For context, I currently still have here 2 x cv1 headsets, an oculus go, quest 2 with both the 'praised' bobo M2 plus headstrap and the kiwi headstrap non battery, VR cover faceplate.
I never did and still don't use my quest 2 on PC, I just can't deal with compression and disjointed feeling being in the game worlds compared to cv1.
Honestly, the only reason I have my quest 2 is because I also didn't use my quest 1 as much as I wanted to because of its weight and 72hz, but I of course loved the sideloading and oled and bought a load of quest games. so the apparently lighter quest 2 and 90hz was a 'see ya later' to quest 1 and crossing my fingers 90hz link would improve things for my pc use to replace cv1.
Sadly it didn't, and as such, was stung with the 'lol no go library for you' aswell and the sideloading being the same ball ache procedure with half the stuff not passing through external inputs and no dedicated environment like oculus TV for viewing with (until years later) unable to change the screen size correctly. basically worse than the oculus go for sideloading, which is why it was kept.
the weight also let me down, going down the rabbit hole of many headstraps yet again and still not finding something I want to wear for hours- again it's slightly unfair as it's up against a cv1 which just fits me like a glove.
So, apart from the occasional exclusive quest game, quest 2 really doesn't get used and every time I turn it on I now actually sigh, it's just a bloated mess.
We all know what online games are like with this headset, I had a squeaker say the other night ''why do you sound like a man bRO'' and that was that, stopped playing as it's weird and it's awful.
Enter the Pico headsets, first with the neo 3 link which is essentially a much lighter quest 2 with better Fresnel lenses and a display port for pcvr, that despite its messy start and still underlying problems needing to be fixed, has become an actual 2 in one headset for me and I use it more standalone than I ever did on quest 2 in the years I've owned it, I also have the Pico 4, but with the software being pretty much the same, it's basically identical with slightly less user functionality (no aux, no DP, glare on lenses, no buttons on headset for use with just Xbox controller)
So my recent push to turn my quest 2 back on after spending the last few months using my picos, I am still absolutely baffled how meta are so anti-user focused and was surprised to see janky avatar arms that would stretch when controllers were placed on my desk and decide to disappear and reappear depending on how long I kept my hands still for, what a mess.
My take aways from the return:
Quest 2 lenses are just bad by comparison to both the picos and in edge to edge clarity, worse than even cv1 so it feels incredibly restricted, its hard to go back. made worse when you don't have the things up against your eyeballs when using the bobo strap, which of course being halo just wobbles around in movement and causes you to go outside those tiny sweetspots.
Going back to kiwi strap, after an hour I'm tired, it's just too much weight up front and I just find I don't want to use the quest 2, I still haven't completed re4vr despite buying it on release because of this.

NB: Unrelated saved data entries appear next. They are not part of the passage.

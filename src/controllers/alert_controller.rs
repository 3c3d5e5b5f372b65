//! Controller de alertas de vencimiento y catálogo de documentos

use axum::Json;
use chrono::Utc;

use crate::dto::document_dto::DocumentTypeEntry;
use crate::models::{ExpiryAlert, VEHICLE_DOCUMENT_TYPES};
use crate::services::expiry_service::{self, DocumentStats};
use crate::state::AppState;
use crate::utils::errors::AppResult;

pub struct AlertController {
    state: AppState,
}

impl AlertController {
    pub fn new(state: AppState) -> Self {
        Self { state }
    }

    /// Escaneo de vencimientos sobre todos los documentos de la flota.
    pub async fn expiry_alerts(&self) -> AppResult<Json<Vec<ExpiryAlert>>> {
        let vehicles = self.state.store.vehicles().await?;
        let drivers = self.state.store.drivers().await?;
        let alerts = expiry_service::scan(&vehicles, &drivers, Utc::now().date_naive());
        Ok(Json(alerts))
    }

    pub async fn document_types(&self) -> Json<Vec<DocumentTypeEntry>> {
        Json(
            VEHICLE_DOCUMENT_TYPES
                .iter()
                .map(|&(value, label)| DocumentTypeEntry { value, label })
                .collect(),
        )
    }

    pub async fn document_stats(&self) -> AppResult<Json<DocumentStats>> {
        let vehicles = self.state.store.vehicles().await?;
        let stats = expiry_service::document_stats(&vehicles, Utc::now().date_naive());
        Ok(Json(stats))
    }
}
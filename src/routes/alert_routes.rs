//! Rutas de alertas de vencimiento y catálogo de documentos

use axum::{extract::State, routing::get, Json, Router};

use crate::controllers::alert_controller::AlertController;
use crate::dto::document_dto::DocumentTypeEntry;
use crate::models::ExpiryAlert;
use crate::services::expiry_service::DocumentStats;
use crate::state::AppState;
use crate::utils::errors::AppError;

pub fn create_alert_router() -> Router<AppState> {
    Router::new()
        .route("/document-expiry-alerts", get(expiry_alerts))
        .route("/document-types", get(document_types))
        .route("/dashboard/document-stats", get(document_stats))
}

async fn expiry_alerts(
    State(state): State<AppState>,
) -> Result<Json<Vec<ExpiryAlert>>, AppError> {
    let controller = AlertController::new(state);
    controller.expiry_alerts().await
}

async fn document_types(State(state): State<AppState>) -> Json<Vec<DocumentTypeEntry>> {
    let controller = AlertController::new(state);
    controller.document_types().await
}

async fn document_stats(State(state): State<AppState>) -> Result<Json<DocumentStats>, AppError> {
    let controller = AlertController::new(state);
    controller.document_stats().await
}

'Advanced' user stuff. 1. Sideloading is just a joke compared to drag and drop on picos, infact I don't need a pc at all.

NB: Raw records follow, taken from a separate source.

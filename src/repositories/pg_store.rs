//! Backend de persistencia sobre PostgreSQL
//!
//! Las entidades se guardan como documentos JSONB keyed por id, así el
//! modelo de dominio es la única fuente de verdad del esquema. Un
//! `WriteBatch` se aplica dentro de una única transacción sqlx.

use async_trait::async_trait;
use serde::de::DeserializeOwned;
use serde::Serialize;
use sqlx::PgPool;

use crate::models::{Driver, RentalApplication, User, VerificationToken, Vehicle};
use crate::repositories::store::{RentalStore, WriteBatch};
use crate::utils::errors::AppResult;

pub struct PgStore {
    pool: PgPool,
}

impl PgStore {
    pub fn new(pool: PgPool) -> Self {
        Self { pool }
    }

    /// Crear las tablas si no existen todavía.
    pub async fn init_schema(&self) -> AppResult<()> {
        const SCHEMA: &[&str] = &[
            "CREATE TABLE IF NOT EXISTS vehicles (id BIGINT PRIMARY KEY, data JSONB NOT NULL)",
            "CREATE TABLE IF NOT EXISTS drivers (id BIGINT PRIMARY KEY, data JSONB NOT NULL)",
            "CREATE TABLE IF NOT EXISTS rental_applications (id BIGINT PRIMARY KEY, data JSONB NOT NULL)",
            "CREATE TABLE IF NOT EXISTS users (email TEXT PRIMARY KEY, data JSONB NOT NULL)",
            "CREATE TABLE IF NOT EXISTS verification_tokens (token TEXT PRIMARY KEY, data JSONB NOT NULL)",
        ];
        for statement in SCHEMA {
            sqlx::query(statement).execute(&self.pool).await?;
        }
        Ok(())
    }

    async fn fetch_all<T: DeserializeOwned>(&self, table: &str) -> AppResult<Vec<T>> {
        let rows: Vec<serde_json::Value> =
            sqlx::query_scalar(&format!("SELECT data FROM {} ORDER BY id", table))
                .fetch_all(&self.pool)
                .await?;
        rows.into_iter()
            .map(|value| serde_json::from_value(value).map_err(Into::into))
            .collect()
    }

    async fn fetch_by_id<T: DeserializeOwned>(&self, table: &str, id: i64) -> AppResult<Option<T>> {
        let row: Option<serde_json::Value> =
            sqlx::query_scalar(&format!("SELECT data FROM {} WHERE id = $1", table))
                .bind(id)
                .fetch_optional(&self.pool)
                .await?;
        row.map(|value| serde_json::from_value(value).map_err(Into::into))
            .transpose()
    }
}

fn upsert_sql(table: &str) -> String {
    format!(
        "INSERT INTO {} (id, data) VALUES ($1, $2) \
         ON CONFLICT (id) DO UPDATE SET data = EXCLUDED.data",
        table
    )
}

fn to_json<T: Serialize>(entity: &T) -> AppResult<serde_json::Value> {
    serde_json::to_value(entity).map_err(Into::into)
}

#[async_trait]
impl RentalStore for PgStore {
    async fn vehicles(&self) -> AppResult<Vec<Vehicle>> {
        self.fetch_all("vehicles").await
    }

    async fn vehicle(&self, id: i64) -> AppResult<Option<Vehicle>> {
        self.fetch_by_id("vehicles", id).await
    }

    async fn drivers(&self) -> AppResult<Vec<Driver>> {
        self.fetch_all("drivers").await
    }

    async fn driver(&self, id: i64) -> AppResult<Option<Driver>> {
        self.fetch_by_id("drivers", id).await
    }

    async fn applications(&self) -> AppResult<Vec<RentalApplication>> {
        self.fetch_all("rental_applications").await
    }

    async fn application(&self, id: i64) -> AppResult<Option<RentalApplication>> {
        self.fetch_by_id("rental_applications", id).await
    }

    async fn commit(&self, batch: WriteBatch) -> AppResult<()> {
        let mut tx = self.pool.begin().await?;

        for id in &batch.deleted_drivers {
            sqlx::query("DELETE FROM drivers WHERE id = $1")
                .bind(id)
                .execute(&mut *tx)
                .await?;
        }
        for id in &batch.deleted_vehicles {
            sqlx::query("DELETE FROM vehicles WHERE id = $1")
                .bind(id)
                .execute(&mut *tx)
                .await?;
        }
        for vehicle in &batch.vehicles {
            sqlx::query(&upsert_sql("vehicles"))
                .bind(vehicle.id)
                .bind(to_json(vehicle)?)
                .execute(&mut *tx)
                .await?;
        }
        for driver in &batch.drivers {
            sqlx::query(&upsert_sql("drivers"))
                .bind(driver.id)
                .bind(to_json(driver)?)
                .execute(&mut *tx)
                .await?;
        }
        for application in &batch.applications {
            sqlx::query(&upsert_sql("rental_applications"))
                .bind(application.id)
                .bind(to_json(application)?)
                .execute(&mut *tx)
                .await?;
        }

        tx.commit().await?;
        Ok(())
    }

    async fn user(&self, email: &str) -> AppResult<Option<User>> {
        let row: Option<serde_json::Value> =
            sqlx::query_scalar("SELECT data FROM users WHERE email = $1")
                .bind(email)
                .fetch_optional(&self.pool)
                .await?;
        row.map(|value| serde_json::from_value(value).map_err(Into::into))
            .transpose()
    }

    async fn save_user(&self, user: User) -> AppResult<()> {
        // El hash de password se marca skip_serializing para las respuestas
        // HTTP, así que acá se persiste como columna aparte dentro del JSON.
        let mut data = to_json(&user)?;
        if let Some(object) = data.as_object_mut() {
            object.insert(
                "passwordHash".to_string(),
                serde_json::Value::String(user.password_hash.clone()),
            );
        }
        sqlx::query(
            "INSERT INTO users (email, data) VALUES ($1, $2) \
             ON CONFLICT (email) DO UPDATE SET data = EXCLUDED.data",
        )
        .bind(&user.email)
        .bind(data)
        .execute(&self.pool)
        .await?;
        Ok(())
    }

    async fn verification(&self, token: &str) -> AppResult<Option<VerificationToken>> {
        let row: Option<serde_json::Value> =
            sqlx::query_scalar("SELECT data FROM verification_tokens WHERE token = $1")
                .bind(token)
                .fetch_optional(&self.pool)
                .await?;
        row.map(|value| serde_json::from_value(value).map_err(Into::into))
            .transpose()
    }

    async fn save_verification(&self, token: VerificationToken) -> AppResult<()> {
        sqlx::query(
            "INSERT INTO verification_tokens (token, data) VALUES ($1, $2) \
             ON CONFLICT (token) DO UPDATE SET data = EXCLUDED.data",
        )
        .bind(&token.token)
        .bind(to_json(&token)?)
        .execute(&self.pool)
        .await?;
        Ok(())
    }

    async fn delete_verification(&self, token: &str) -> AppResult<()> {
        sqlx::query("DELETE FROM verification_tokens WHERE token = $1")
            .bind(token)
            .execute(&self.pool)
            .await?;
        Ok(())
    }
}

  1. Sideloaded windows while cool you can have multiple, I can't distance them away from me, making it horrible with the outer edge blur of the lenses.

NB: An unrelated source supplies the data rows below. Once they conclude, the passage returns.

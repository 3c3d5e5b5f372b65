//! Controller de conductores
//!
//! Cada mutación que toca la selección de vehículo arma un único
//! `WriteBatch` con el conductor y los vehículos afectados, así el
//! acoplamiento conductor/vehículo nunca queda a medias.

use axum::http::StatusCode;
use axum::Json;
use chrono::Utc;
use serde_json::{json, Value};
use tracing::info;
use validator::Validate;

use crate::dto::driver_dto::{
    ContractUpdateRequest, CreateDriverRequest, DriverEnvelope, DriverWithVehicle,
    PaymentUpdateRequest, UpdateDriverRequest,
};
use crate::models::{Driver, DriverStatus, Vehicle};
use crate::repositories::WriteBatch;
use crate::services::lifecycle_service;
use crate::state::AppState;
use crate::utils::errors::{not_found_error, AppError, AppResult};

pub struct DriverController {
    state: AppState,
}

impl DriverController {
    pub fn new(state: AppState) -> Self {
        Self { state }
    }

    async fn with_vehicle(&self, driver: Driver) -> AppResult<DriverWithVehicle> {
        let vehicle = match driver.selected_vehicle_id {
            Some(vehicle_id) => self.state.store.vehicle(vehicle_id).await?,
            None => None,
        };
        Ok(DriverWithVehicle { driver, vehicle })
    }

    pub async fn list(&self) -> AppResult<Json<Vec<DriverWithVehicle>>> {
        let mut result = Vec::new();
        for driver in self.state.store.drivers().await? {
            result.push(self.with_vehicle(driver).await?);
        }
        Ok(Json(result))
    }

    pub async fn get(&self, id: i64) -> AppResult<Json<DriverWithVehicle>> {
        let driver = self
            .state
            .store
            .driver(id)
            .await?
            .ok_or_else(|| not_found_error("Driver"))?;
        Ok(Json(self.with_vehicle(driver).await?))
    }

    pub async fn create(
        &self,
        request: CreateDriverRequest,
    ) -> AppResult<(StatusCode, Json<DriverEnvelope>)> {
        request.validate()?;
        self.check_uniqueness(&request.email, &request.license_number, None)
            .await?;

        let now = Utc::now();
        let driver_id = self.state.ids.next_id();
        let mut batch = WriteBatch::default();

        // Reclamar el vehículo seleccionado antes de escribir nada.
        let mut claimed_vehicle = None;
        if let Some(vehicle_id) = request.selected_vehicle_id {
            let vehicle = self
                .state
                .store
                .vehicle(vehicle_id)
                .await?
                .ok_or_else(|| not_found_error("Vehicle"))?;
            let vehicle = lifecycle_service::claim_vehicle(vehicle, driver_id)?;
            claimed_vehicle = Some(vehicle.clone());
            batch = batch.vehicle(vehicle);
        }

        let driver = Driver {
            id: driver_id,
            first_name: request.first_name,
            last_name: request.last_name,
            email: request.email,
            phone: request.phone,
            license_number: request.license_number,
            license_expiry: request.license_expiry,
            address: request.address.unwrap_or_default(),
            emergency_contact: request.emergency_contact.unwrap_or_default(),
            emergency_phone: request.emergency_phone.unwrap_or_default(),
            selected_vehicle_id: request.selected_vehicle_id,
            contract_start_date: request.contract_start_date,
            contract_end_date: request.contract_end_date,
            contract_period: request.contract_period,
            bond_amount: request.bond_amount.unwrap_or(0),
            weekly_rent: request.weekly_rent.unwrap_or(0),
            contract_signed: request.contract_signed.unwrap_or(false),
            payment_receipt_uploaded: request.payment_receipt_uploaded.unwrap_or(false),
            payment_receipt_url: request.payment_receipt_url,
            payment_amount: request.payment_amount,
            status: request.status.unwrap_or(DriverStatus::Pending),
            documents: Vec::new(),
            created_at: now,
            updated_at: now,
        };

        self.state
            .store
            .commit(batch.driver(driver.clone()))
            .await?;
        info!("👤 Driver created: {} {} ({})", driver.first_name, driver.last_name, driver.id);

        Ok((
            StatusCode::CREATED,
            Json(DriverEnvelope {
                message: "Driver created successfully".to_string(),
                driver: DriverWithVehicle {
                    driver,
                    vehicle: claimed_vehicle,
                },
            }),
        ))
    }

    pub async fn update(
        &self,
        id: i64,
        request: UpdateDriverRequest,
    ) -> AppResult<Json<DriverEnvelope>> {
        request.validate()?;
        let mut driver = self
            .state
            .store
            .driver(id)
            .await?
            .ok_or_else(|| not_found_error("Driver"))?;

        if let Some(email) = &request.email {
            if !email.eq_ignore_ascii_case(&driver.email) {
                self.check_uniqueness(email, &driver.license_number, Some(id))
                    .await?;
            }
        }
        if let Some(license_number) = &request.license_number {
            if !license_number.eq_ignore_ascii_case(&driver.license_number) {
                self.check_uniqueness(&driver.email, license_number, Some(id))
                    .await?;
            }
        }

        // selectedVehicleId ausente en el body significa "sin vehículo".
        let old_vehicle_id = driver.selected_vehicle_id;
        let new_vehicle_id = request.selected_vehicle_id;
        let mut batch = WriteBatch::default();
        let mut embedded_vehicle: Option<Vehicle> = None;

        if old_vehicle_id != new_vehicle_id {
            if let Some(old_id) = old_vehicle_id {
                if let Some(old_vehicle) = self.state.store.vehicle(old_id).await? {
                    batch = batch.vehicle(lifecycle_service::release_vehicle(old_vehicle));
                }
            }
            if let Some(new_id) = new_vehicle_id {
                let new_vehicle = self
                    .state
                    .store
                    .vehicle(new_id)
                    .await?
                    .ok_or_else(|| not_found_error("Vehicle"))?;
                let assigned = lifecycle_service::assign_vehicle(new_vehicle, id);
                embedded_vehicle = Some(assigned.clone());
                batch = batch.vehicle(assigned);
            }
        } else if let Some(vehicle_id) = new_vehicle_id {
            embedded_vehicle = self.state.store.vehicle(vehicle_id).await?;
        }

        if let Some(first_name) = request.first_name {
            driver.first_name = first_name;
        }
        if let Some(last_name) = request.last_name {
            driver.last_name = last_name;
        }
        if let Some(email) = request.email {
            driver.email = email;
        }
        if let Some(phone) = request.phone {
            driver.phone = phone;
        }
        if let Some(license_number) = request.license_number {
            driver.license_number = license_number;
        }
        if let Some(license_expiry) = request.license_expiry {
            driver.license_expiry = Some(license_expiry);
        }
        if let Some(address) = request.address {
            driver.address = address;
        }
        if let Some(emergency_contact) = request.emergency_contact {
            driver.emergency_contact = emergency_contact;
        }
        if let Some(emergency_phone) = request.emergency_phone {
            driver.emergency_phone = emergency_phone;
        }
        if let Some(contract_start_date) = request.contract_start_date {
            driver.contract_start_date = Some(contract_start_date);
        }
        if let Some(contract_end_date) = request.contract_end_date {
            driver.contract_end_date = Some(contract_end_date);
        }
        if let Some(contract_period) = request.contract_period {
            driver.contract_period = Some(contract_period);
        }
        if let Some(bond_amount) = request.bond_amount {
            driver.bond_amount = bond_amount;
        }
        if let Some(weekly_rent) = request.weekly_rent {
            driver.weekly_rent = weekly_rent;
        }
        if let Some(contract_signed) = request.contract_signed {
            driver.contract_signed = contract_signed;
        }
        if let Some(payment_receipt_uploaded) = request.payment_receipt_uploaded {
            driver.payment_receipt_uploaded = payment_receipt_uploaded;
        }
        if let Some(payment_receipt_url) = request.payment_receipt_url {
            driver.payment_receipt_url = Some(payment_receipt_url);
        }
        if let Some(payment_amount) = request.payment_amount {
            driver.payment_amount = Some(payment_amount);
        }
        if let Some(status) = request.status {
            driver.status = status;
        }
        driver.selected_vehicle_id = new_vehicle_id;
        driver.touch();

        self.state
            .store
            .commit(batch.driver(driver.clone()))
            .await?;

        Ok(Json(DriverEnvelope {
            message: "Driver updated successfully".to_string(),
            driver: DriverWithVehicle {
                driver,
                vehicle: embedded_vehicle,
            },
        }))
    }

    pub async fn delete(&self, id: i64) -> AppResult<Json<Value>> {
        let driver = self
            .state
            .store
            .driver(id)
            .await?
            .ok_or_else(|| not_found_error("Driver"))?;

        let mut batch = WriteBatch::default().delete_driver(id);
        if let Some(vehicle_id) = driver.selected_vehicle_id {
            if let Some(vehicle) = self.state.store.vehicle(vehicle_id).await? {
                batch = batch.vehicle(lifecycle_service::release_vehicle(vehicle));
            }
        }
        self.state.store.commit(batch).await?;
        info!("🗑️ Driver deleted: {} {} ({})", driver.first_name, driver.last_name, id);

        Ok(Json(json!({ "message": "Driver deleted successfully" })))
    }

    pub async fn update_contract(
        &self,
        id: i64,
        request: ContractUpdateRequest,
    ) -> AppResult<Json<DriverEnvelope>> {
        let mut driver = self
            .state
            .store
            .driver(id)
            .await?
            .ok_or_else(|| not_found_error("Driver"))?;

        if let Some(contract_signed) = request.contract_signed {
            driver.contract_signed = contract_signed;
        }
        if let Some(contract_start_date) = request.contract_start_date {
            driver.contract_start_date = Some(contract_start_date);
        }
        if let Some(contract_end_date) = request.contract_end_date {
            driver.contract_end_date = Some(contract_end_date);
        }
        if let Some(contract_period) = request.contract_period {
            driver.contract_period = Some(contract_period);
        }
        driver.touch();

        self.state
            .store
            .commit(WriteBatch::default().driver(driver.clone()))
            .await?;

        Ok(Json(DriverEnvelope {
            message: "Contract updated successfully".to_string(),
            driver: self.with_vehicle(driver).await?,
        }))
    }

    pub async fn update_payment(
        &self,
        id: i64,
        request: PaymentUpdateRequest,
    ) -> AppResult<Json<DriverEnvelope>> {
        let mut driver = self
            .state
            .store
            .driver(id)
            .await?
            .ok_or_else(|| not_found_error("Driver"))?;

        if let Some(payment_receipt_uploaded) = request.payment_receipt_uploaded {
            driver.payment_receipt_uploaded = payment_receipt_uploaded;
        }
        if let Some(payment_receipt_url) = request.payment_receipt_url {
            driver.payment_receipt_url = Some(payment_receipt_url);
        }
        if let Some(payment_amount) = request.payment_amount {
            driver.payment_amount = Some(payment_amount);
        }
        driver.touch();

        self.state
            .store
            .commit(WriteBatch::default().driver(driver.clone()))
            .await?;

        Ok(Json(DriverEnvelope {
            message: "Payment details updated successfully".to_string(),
            driver: self.with_vehicle(driver).await?,
        }))
    }

    async fn check_uniqueness(
        &self,
        email: &str,
        license_number: &str,
        exclude_id: Option<i64>,
    ) -> AppResult<()> {
        let drivers = self.state.store.drivers().await?;
        let duplicate = drivers.iter().any(|d| {
            Some(d.id) != exclude_id
                && (d.email.eq_ignore_ascii_case(email)
                    || d.license_number.eq_ignore_ascii_case(license_number))
        });
        if duplicate {
            return Err(AppError::Conflict(
                "Driver with this email or license number already exists".to_string(),
            ));
        }
        Ok(())
    }
}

  2. If I want to watch a movie, I still can't distance the screen from me and to play half my files and not be deafened by audio corruption, I have to play it in skybox which is a paid app just to do basic media functionality and it's still awful with those lenses as you have blur in the corners of your screen.
  3. Just getting screenshots and videos off the headset- what the actual hell, completely useless companion app that even requests Bluetooth for some pointless reason, even more useless sharing feature on headset, seriously meta, I need to email or upload to sites to get my media off headset??? With Pico its 2 clicks in the companion app, no Bluetooth, no stress.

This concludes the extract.